If you have a bar operation, consider a restaurant POS unit that also allows beverages to be dispensed only after they have been entered into the restaurant POS system. This so-called middleware links to controlled beer, wine, and spirit dispensers on one end and the restaurant POS on the other to create a seamless liquor-control system, which minimizes chances that your bar sales will go into some else’s pocket through unauthorized pouring and freebies.

One of the most significant peripherals is the restaurant POS remote printer. In fact, I’ve heard operators say more than once that the reason they installed a restaurant POS system is so that they could get remote printing.

While kitchen printers work well in a la cart operations, TV monitors that queue orders on the screen are the optimal restaurant POS peripheral for fast feeders or takeout operations.

If your customers normally queue up to place and pay for orders, start thinking about cutting payroll by installing order-entry/payment restaurant POS kiosks. But before you do, watch a few customers as they place their order in your restaurant. They wait in line, and when asked what they’d like to order they respond with, “Uh. Oh, I’ll have a, uh (and the whole time their eyes are scanning your menu board).” That delay eats up valuable time and more often than not, they order the same combination that they ordered the last time they were in.
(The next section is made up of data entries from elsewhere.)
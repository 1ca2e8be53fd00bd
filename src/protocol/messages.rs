//! 클라이언트-서버 메시지 프로토콜 정의
//!
//! 모든 프레임은 `{"type": "...", "payload": {...}}` 형태의 JSON 텍스트이며
//! payload 필드는 camelCase 를 사용한다.

use serde::{Deserialize, Serialize};

/// 클라이언트 → 서버 메시지
#[derive(Debug, Clone, PartialEq, Serialize, Deserialize)]
#[serde(tag = "type", content = "payload", rename_all = "snake_case")]
pub enum ClientMessage {
    // Connection
    Heartbeat,

    // Session Management
    #[serde(rename_all = "camelCase")]
    JoinVideo {
        video_id: String,
        #[serde(default)]
        video_metadata: VideoMetadata,
    },
    LeaveVideo,
    GetState,

    // Playback
    PlaybackControl(ControlRequest),
    #[serde(rename_all = "camelCase")]
    GrantControl { user_id: String },
    #[serde(rename_all = "camelCase")]
    UpdateUserState {
        is_muted: Option<bool>,
        volume: Option<f64>,
    },
}

/// 서버 → 클라이언트 메시지
#[derive(Debug, Clone, PartialEq, Serialize, Deserialize)]
#[serde(tag = "type", content = "payload", rename_all = "snake_case")]
pub enum ServerMessage {
    // Connection
    #[serde(rename_all = "camelCase")]
    Connected {
        connection_id: String,
        user_id: String,
    },
    HeartbeatAck,
    Error { code: String, message: String },

    // Session Events
    PlaybackState(PlaybackStatePayload),
    #[serde(rename_all = "camelCase")]
    UserJoined {
        user: UserIdentity,
        active_users: usize,
    },
    #[serde(rename_all = "camelCase")]
    UserLeft {
        user: UserIdentity,
        active_users: usize,
    },

    // Control
    #[serde(rename_all = "camelCase")]
    ControlGranted {
        message: String,
        #[serde(default, skip_serializing_if = "Option::is_none")]
        video_id: Option<String>,
        #[serde(default, skip_serializing_if = "Option::is_none")]
        granted_by: Option<UserIdentity>,
    },
    /// 양도한 쪽에게 보내는 확인
    #[serde(rename_all = "camelCase")]
    ControlGrantedSuccess { user_id: String },
    ControlDenied { message: String },
    PlaybackControl(PlaybackControlEvent),
}

impl ServerMessage {
    pub fn error(code: impl Into<String>, message: impl Into<String>) -> Self {
        Self::Error {
            code: code.into(),
            message: message.into(),
        }
    }
}

/// 연결에 묶인 사용자 정보
#[derive(Debug, Clone, PartialEq, Eq, Hash, Serialize, Deserialize)]
#[serde(rename_all = "camelCase")]
pub struct UserIdentity {
    pub user_id: String,
    pub username: String,
}

impl UserIdentity {
    pub fn new(user_id: impl Into<String>, username: impl Into<String>) -> Self {
        Self {
            user_id: user_id.into(),
            username: username.into(),
        }
    }
}

/// 세션 생성 시 전달되는 영상 메타데이터
#[derive(Debug, Clone, Default, PartialEq, Serialize, Deserialize)]
#[serde(default, rename_all = "camelCase")]
pub struct VideoMetadata {
    pub original_duration: f64,
    pub has_audio: bool,
    pub audio_track_duration: f64,
}

/// 재생 제어 요청 (검증 전 원본)
#[derive(Debug, Clone, PartialEq, Serialize, Deserialize)]
#[serde(rename_all = "camelCase")]
pub struct ControlRequest {
    pub action: String,
    #[serde(default)]
    pub current_time: Option<f64>,
    #[serde(default)]
    pub playback_rate: Option<f64>,
}

/// 사용자별 재생 환경
#[derive(Debug, Clone, PartialEq, Serialize, Deserialize)]
#[serde(rename_all = "camelCase")]
pub struct UserState {
    pub is_muted: bool,
    pub volume: f64,
    pub last_seen: u64,
    pub joined_at: u64,
}

impl UserState {
    pub fn new(now_ms: u64) -> Self {
        Self {
            is_muted: false,
            volume: 1.0,
            last_seen: now_ms,
            joined_at: now_ms,
        }
    }
}

/// 공개 재생 상태 (내부 맵/셋 제외)
#[derive(Debug, Clone, PartialEq, Serialize, Deserialize)]
#[serde(rename_all = "camelCase")]
pub struct PlaybackSnapshot {
    pub video_id: String,
    pub current_time: f64,
    pub is_playing: bool,
    pub playback_rate: f64,
    pub original_duration: f64,
    pub has_audio: bool,
    pub audio_track_duration: f64,
    pub active_users: usize,
    pub last_update: u64,
}

/// 참여한 연결에게 보내는 현재 상태
#[derive(Debug, Clone, PartialEq, Serialize, Deserialize)]
#[serde(rename_all = "camelCase")]
pub struct PlaybackStatePayload {
    #[serde(flatten)]
    pub state: PlaybackSnapshot,
    pub is_controller: bool,
    pub user_state: Option<UserState>,
}

/// 세션 전체에 브로드캐스트되는 재생 제어 이벤트
#[derive(Debug, Clone, PartialEq, Serialize, Deserialize)]
#[serde(rename_all = "camelCase")]
pub struct PlaybackControlEvent {
    pub action: String,
    pub video_id: String,
    pub timestamp: u64,
    pub initiated_by: UserIdentity,
    #[serde(skip_serializing_if = "Option::is_none")]
    pub current_time: Option<f64>,
    #[serde(skip_serializing_if = "Option::is_none")]
    pub playback_rate: Option<f64>,
}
With kiosk entry/payment restaurant POS stations they can order on their own time. And the order entry is available in several languages. These are graphics-intensive, free-standing restaurant POS kiosks that use touchscreens for order entry. They accept bills, coins, and credit/debit cards for payment. Most importantly, you can use these restaurant POS kiosks as an advertising medium and as a means to upsell and promote combos. After the order is confirmed, it is transmitted to the kitchen for preparation and the pick-up area for assembly. Your customers present their paid receipt and take the order away.